Does it matter the bloke is doing a test his way. If you don't like it don't read.


----------



## Blackmondie (Mar 13, 2011)

P4ULT said:


> Does it matter the bloke is doing a test his way. If you don't like it don't read.


yes, because some (or all) of the waxes will get a bad review on beading / durability / protection and it will be ungrounded...


----------



## evotuning (Oct 16, 2009)

Exactly, that is another problem. People will not look deeper into this thread, they will just see that wax A was more durable than wax B. And rumour will spread, that A is better than B. We have fairly new wax supplier on the market here, and it would be shame if it will get bad marks right from the start, just because it wasn't used and maintained properly. Think about it.


Yes,it is good that tests appear on DW, but I think it is not exactly rocket science to run them properly. If I don't have time/space/willing to do things properly, than I just limit my routine to wash&QD. Paraphrasing what OP said - that's how I roll


----------



## mrbloke (Oct 13, 2010)

Well I'm looking forward to all you complainers putting your own tests up so we can critique your methods. Fair play to the bloke putting some info on for us all.


----------



## lowejackson (Feb 23, 2006)

Out of curiosity, is there a standardised and validated procedure for testing waxes?


----------



## evotuning (Oct 16, 2009)

> Well I'm looking forward to all you complainers putting your own tests up so we can critique your methods.

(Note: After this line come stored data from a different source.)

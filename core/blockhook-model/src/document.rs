use blockhook_types::{DocumentId, Timestamp};
use serde::{Deserialize, Serialize};
use serde_json::Value;

/// A stored record of a collection.
///
/// `data` is a JSON object whose keys are the collection's field names.
/// Rich-text and blocks fields carry nested block instances inside it.
#[derive(Debug, Clone, PartialEq, Serialize, Deserialize)]
pub struct Document {
    pub id: DocumentId,
    pub collection: String,
    pub data: Value,
    pub created_at: Timestamp,
    pub modified_at: Timestamp,
}

impl Document {
    /// Creates a document with a fresh identity and current timestamps.
    pub fn new(collection: &str, data: Value) -> Self {
        let now = Timestamp::now();
        Self {
            id: DocumentId::new(),
            collection: collection.into(),
            data,
            created_at: now,
            modified_at: now,
        }
    }

    /// Extract a value from `data` using a JSON pointer (e.g., "/title").
    pub fn get(&self, pointer: &str) -> Option<&Value> {
        self.data.pointer(pointer)
    }

    /// Extract a string value from `data` using a JSON pointer.
    pub fn get_str(&self, pointer: &str) -> Option<&str> {
        self.get(pointer).and_then(|v| v.as_str())
    }

    /// Extract a boolean value from `data` using a JSON pointer.
    pub fn get_bool(&self, pointer: &str) -> Option<bool> {
        self.get(pointer).and_then(|v| v.as_bool())
    }

    /// Extract a numeric value from `data` using a JSON pointer.
    pub fn get_number(&self, pointer: &str) -> Option<f64> {
        self.get(pointer).and_then(|v| v.as_f64())
    }
}
//! Error types for the lifecycle API.

use blockhook_dispatch::{DispatchError, HookExecutionError, ValidationError};
use blockhook_types::DocumentId;
use thiserror::Error;

/// Result type for store operations.
pub type StorageResult<T> = Result<T, StorageError>;

/// Errors raised by a [`crate::DocumentStore`].
#[derive(Debug, Clone, PartialEq, Eq, Error)]
pub enum StorageError {
    /// A document with this identity already exists.
    #[error("document already exists: {collection}/{id}")]
    Conflict { collection: String, id: DocumentId },

    /// The document to replace does not exist.
    #[error("document not found: {collection}/{id}")]
    NotFound { collection: String, id: DocumentId },

    /// A lock guarding the store was poisoned by a panicking writer.
    #[error("store lock poisoned: {0}")]
    Poisoned(String),
}

/// Result type for lifecycle operations.
pub type RuntimeResult<T> = Result<T, RuntimeError>;

/// Errors returned by [`crate::ContentRuntime`].
#[derive(Debug, Error)]
pub enum RuntimeError {
    #[error("unknown collection: {0}")]
    UnknownCollection(String),

    #[error("document not found: {collection}/{id}")]
    NotFound { collection: String, id: DocumentId },

    #[error("invalid document data: {0}")]
    InvalidData(String),

    /// Hook dispatch or validation failed. Nothing was persisted.
    #[error(transparent)]
    Dispatch(#[from] DispatchError),

    /// A duplicate was assigned the identity of its source.
    #[error("duplicate of {0} reused the source identity")]
    DuplicateIdentity(DocumentId),

    #[error(transparent)]
    Storage(#[from] StorageError),
}

impl RuntimeError {
    /// The validation failure, if this error is one.
    pub fn as_validation(&self) -> Option<&ValidationError> {
        match self {
            RuntimeError::Dispatch(DispatchError::Validation(e)) => Some(e),
            _ => None,
        }
    }

    /// The hook execution failure, if this error is one.
    pub fn as_hook_error(&self) -> Option<&HookExecutionError> {
        match self {
            RuntimeError::Dispatch(DispatchError::Hook(e)) => Some(e),
            _ => None,
        }
    }
}
//! Document lifecycle API for blockhook.
//!
//! [`ContentRuntime`] exposes `create`, `read`, `update` and `duplicate` over a
//! [`DocumentStore`], running the field hook dispatcher at each lifecycle
//! stage:
//!
//! | operation | stages |
//! |---|---|
//! | create | beforeValidate, beforeChange, (persist), afterChange |
//! | read | afterRead |
//! | update | beforeValidate, beforeChange, (persist), afterChange |
//! | duplicate | beforeDuplicate, then the create sequence under a new identity |
//!
//! Writes are atomic per operation: hooks run on a working copy, and a failing
//! afterChange hook rolls the store back.

mod error;
mod runtime;
mod store;

pub use error::{RuntimeError, RuntimeResult, StorageError, StorageResult};
pub use runtime::{ContentRuntime, LifecycleOutcome};
pub use store::{DocumentStore, MemoryStore};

Well, let's say I do have few tests did by myself,so I feel confident to make comments of someone else tests. Heard of Sonax BSD ?


----------



## msb (Dec 20, 2009)

evotuning said:


> Well, let's say I do have few tests did by myself,so I feel confident to make comments of someone else tests. Heard of Sonax BSD ?


Your tests/reviews are very good no dispute there but if others choose to do it a different way personally i don't see a problem, being so self opinionated isn't doing you any favors here imo!


----------



## P4ULT (Apr 6, 2007)

Blackmondie said:


> yes, because some (or all) of the waxes will get a bad review on beading / durability / protection and it will be ungrounded...

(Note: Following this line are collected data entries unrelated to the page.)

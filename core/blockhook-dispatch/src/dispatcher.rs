//! The field hook dispatcher.

use crate::call_log::{InvocationOutcome, InvocationRecord, OperationContext};
use crate::walk::{nested_instances, pointer_join};
use crate::{
    DispatchConfig, DispatchError, DispatchResult, FailureMode, HookExecutionError,
    ValidationError, Validator,
};
use blockhook_model::{
    BLOCK_TYPE_KEY, FieldDefinition, HookContext, HookError, HookStage, SchemaRegistry, Shape,
};
use serde_json::Value;
use std::sync::Arc;
use tracing::{debug, trace, warn};

/// Runs field hooks for one stage across a document and all of its nested
/// block instances.
///
/// Order is deterministic: fields in declaration order; after a field's hooks
/// run, the block instances inside that field are dispatched depth-first
/// before the next sibling field.
#[derive(Debug, Clone)]
pub struct Dispatcher {
    registry: Arc<SchemaRegistry>,
    config: DispatchConfig,
}

impl Dispatcher {
    pub fn new(registry: Arc<SchemaRegistry>, config: DispatchConfig) -> Self {
        Self { registry, config }
    }

    pub fn registry(&self) -> &Arc<SchemaRegistry> {
        &self.registry
    }

    pub fn config(&self) -> &DispatchConfig {
        &self.config
    }

    /// Runs `stage` over a document's data, writing hook results back in place.
    ///
    /// With [`FailureMode::Abort`] the first failing hook stops the pass and
    /// `data` may hold values already written by earlier hooks; callers that
    /// need atomicity dispatch on a copy.
    pub fn run_stage(
        &self,
        stage: HookStage,
        shape: &Shape,
        data: &mut Value,
        ctx: &mut OperationContext,
    ) -> DispatchResult<()> {
        debug!(
            operation = %ctx.operation(),
            %stage,
            shape = %shape.slug,
            "Dispatching stage"
        );
        let before = ctx.log().len();
        self.dispatch_shape(stage, shape, data, "", 0, ctx)?;
        trace!(%stage, calls = ctx.log().len() - before, "Stage complete");
        Ok(())
    }

    /// Validates required fields and value types across the document and its
    /// nested blocks.
    pub fn validate(&self, shape: &Shape, data: &Value) -> DispatchResult<()> {
        Validator::new(&self.registry)
            .with_max_depth(self.config.max_depth)
            .validate(shape, data)
            .map_err(Into::into)
    }

    fn dispatch_shape(
        &self,
        stage: HookStage,
        shape: &Shape,
        instance: &mut Value,
        path: &str,
        depth: usize,
        ctx: &mut OperationContext,
    ) -> DispatchResult<()> {
        if depth > self.config.max_depth {
            return Err(DispatchError::DepthExceeded {
                max_depth: self.config.max_depth,
                path: path.to_string(),
            });
        }
        let object = instance
            .as_object_mut()
            .ok_or_else(|| DispatchError::NotAnObject {
                shape: shape.slug.clone(),
                path: path.to_string(),
            })?;

        for field in &shape.fields {
            let Some(slot) = object.get_mut(&field.name) else {
                continue;
            };
            let field_path = pointer_join(path, &field.name);
            self.run_field_hooks(stage, shape, field, slot, &field_path, depth, ctx)?;
            if field.field_type.is_container() {
                self.dispatch_nested(stage, field, slot, &field_path, depth, ctx)?;
            }
        }
        Ok(())
    }

    /// Dispatches `stage` into every block instance held by a container field.
    fn dispatch_nested(
        &self,
        stage: HookStage,
        field: &FieldDefinition,
        value: &mut Value,
        field_path: &str,
        depth: usize,
        ctx: &mut OperationContext,
    ) -> DispatchResult<()> {
        for relative in nested_instances(field.field_type, value) {
            let instance_path = format!("{field_path}{relative}");
            let instance = value
                .pointer_mut(&relative)
                .ok_or_else(|| DispatchError::MalformedBlock {
                    field: field.name.clone(),
                    path: instance_path.clone(),
                })?;
            let block = self.resolve_block(field, instance, &instance_path)?;
            self.dispatch_shape(stage, &block, instance, &instance_path, depth + 1, ctx)?;
        }
        Ok(())
    }

    /// Finds the registered shape of a nested instance and checks the field allows it.
    pub(crate) fn resolve_block(
        &self,
        field: &FieldDefinition,
        instance: &Value,
        path: &str,
    ) -> DispatchResult<Arc<Shape>> {
        if !instance.is_object() {
            return Err(DispatchError::MalformedBlock {
                field: field.name.clone(),
                path: path.to_string(),
            });
        }
        let block_type = instance
            .get(BLOCK_TYPE_KEY)
            .and_then(Value::as_str)
            .ok_or_else(|| DispatchError::MissingBlockType {
                path: path.to_string(),
            })?;
        let shape = self
            .registry
            .block(block_type)
            .ok_or_else(|| DispatchError::UnknownBlock {
                block_type: block_type.to_string(),
                path: path.to_string(),
            })?;
        if !field.allowed_blocks().iter().any(|b| b == block_type) {
            return Err(DispatchError::BlockNotAllowed {
                block_type: block_type.to_string(),
                field: field.name.clone(),
                path: path.to_string(),
            });
        }
        Ok(Arc::clone(shape))
    }

    #[allow(clippy::too_many_arguments)]
    fn run_field_hooks(
        &self,
        stage: HookStage,
        shape: &Shape,
        field: &FieldDefinition,
        slot: &mut Value,
        path: &str,
        depth: usize,
        ctx: &mut OperationContext,
    ) -> DispatchResult<()> {
        let hooks = field.hooks.for_stage(stage);
        if hooks.is_empty() {
            return Ok(());
        }

        let hook_ctx = HookContext {
            operation: ctx.operation(),
            stage,
            shape: shape.slug.clone(),
            field: field.name.clone(),
            path: path.to_string(),
            document_id: ctx.document_id(),
            depth,
        };
        let mut current = slot.clone();

        for (hook_index, hook) in hooks.iter().enumerate() {
            let input = current.clone();
            let result = hook.call(current, &hook_ctx);
            let (outcome, output) = match &result {
                Ok(next) => (InvocationOutcome::Ok, Some(next.clone())),
                Err(HookError::Rejected { reason }) => (
                    InvocationOutcome::Rejected {
                        reason: reason.clone(),
                    },
                    None,
                ),
                Err(HookError::Failed { reason }) => (
                    InvocationOutcome::Failed {
                        reason: reason.clone(),
                    },
                    None,
                ),
            };
            if self.config.log_values {
                debug!(%stage, shape = %shape.slug, field = %field.name, %path, hook_index, %input, ?output, "Hook invoked");
            } else {
                debug!(%stage, shape = %shape.slug, field = %field.name, %path, hook_index, "Hook invoked");
            }
            ctx.record(InvocationRecord {
                operation: hook_ctx.operation,
                stage,
                shape: shape.slug.clone(),
                field: field.name.clone(),
                path: path.to_string(),
                depth,
                hook_index,
                input,
                output,
                outcome,
            });

            current = match result {
                Ok(next) => next,
                Err(HookError::Rejected { reason }) if stage == HookStage::BeforeValidate => {
                    return Err(ValidationError {
                        shape: shape.slug.clone(),
                        field: field.name.clone(),
                        path: path.to_string(),
                        message: reason,
                    }
                    .into());
                }
                Err(HookError::Rejected { reason }) => {
                    return Err(self.execution_error(stage, shape, field, path, reason));
                }
                Err(HookError::Failed { reason }) => match self.config.failure_mode {
                    FailureMode::Abort => {
                        return Err(self.execution_error(stage, shape, field, path, reason));
                    }
                    FailureMode::Continue => {
                        warn!(
                            %stage,
                            shape = %shape.slug,
                            field = %field.name,
                            %path,
                            "Hook failed (continue): {}",
                            reason
                        );
                        return Ok(());
                    }
                },
            };
        }

        *slot = current;
        Ok(())
    }

    fn execution_error(
        &self,
        stage: HookStage,
        shape: &Shape,
        field: &FieldDefinition,
        path: &str,
        reason: String,
    ) -> DispatchError {
        HookExecutionError {
            stage,
            shape: shape.slug.clone(),
            field: field.name.clone(),
            path: path.to_string(),
            reason,
        }
        .into()
    }
}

Not necessarily, some people may well just do what he is doing. Not everyone goes through a full on process every time.


----------



## Blackmondie (Mar 13, 2011)

I have nothing against the bloke, but I think it's not fair against the manufacterers


----------



## evotuning (Oct 16, 2009)

I'm just defending myself, as user above wants to put my tests under critic, so I pointed one that he is more then welcome to do so. I felt offended, by receiving plaque of criticizer , while I feel that I contributed myself enough to DW community.



Really, sometimes I have feeling that this place is all about backslapping and saying "good job mate", regardless of content and all constructive critics is seen as hostile behaviour.


----------



## Blackmondie (Mar 13, 2011)

P4ULT said:


> Not necessarily, some people may well just do what he is doing. Not everyone goes through a full on process every time.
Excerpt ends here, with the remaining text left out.